## YOUR TASK
Which lines of the records contain "start"? Collect every one of them.

## Saved data entries
'''

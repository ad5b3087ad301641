//! Headless tick throughput of the software backend

use std::time::Instant;

use gpu_automata::{
    SimConfig, Simulation, SoftwareBackend, TexelGrid,
    domain::{ConwayRule, Rule},
};

const DENSITY: f64 = 0.3;

fn benchmark_ticks(size: usize, ticks: u32) -> f64 {
    let config = SimConfig {
        grid_width: size,
        grid_height: size,
        tick_interval: 0.0,
        ..SimConfig::default()
    };

    let mut backend = SoftwareBackend::new(600.0, 600.0);
    let program: Box<dyn Rule> = Box::new(ConwayRule);
    let mut sim = match Simulation::new(&mut backend, &config, program) {
        Ok(sim) => sim,
        Err(err) => {
            eprintln!("{size}x{size}: {err}");
            return f64::NAN;
        }
    };
    let seed = TexelGrid::random(size, size, DENSITY, &mut rand::rng());
    if let Err(err) = sim.seed(&mut backend, &seed) {
        eprintln!("{size}x{size}: {err}");
        return f64::NAN;
    }

    let start = Instant::now();
    for _ in 0..ticks {
        backend.advance(0.001);
        if let Err(err) = sim.advance(&mut backend) {
            eprintln!("{size}x{size}: {err}");
            return f64::NAN;
        }
    }
    start.elapsed().as_secs_f64() * 1000.0 / ticks as f64
}

fn main() {
    println!("=== Software Backend Tick Benchmark ===\n");

    let sizes = [150, 256, 512, 1024, 2048];
    let ticks = 20;

    println!("{:>12} {:>12} {:>16}", "Size", "ms/tick", "Mcells/s");
    println!("{:-<42}", "");

    for size in sizes {
        let ms = benchmark_ticks(size, ticks);
        let cells = (size * size) as f64;
        println!(
            "{:>12} {:>12.2} {:>16.1}",
            format!("{}x{}", size, size),
            ms,
            cells / (ms / 1000.0) / 1_000_000.0
        );
    }
}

'''

## EXERCISE RESPONSE
    let start = Instant::now();
    start.elapsed().as_secs_f64() * 1000.0 / ticks as f64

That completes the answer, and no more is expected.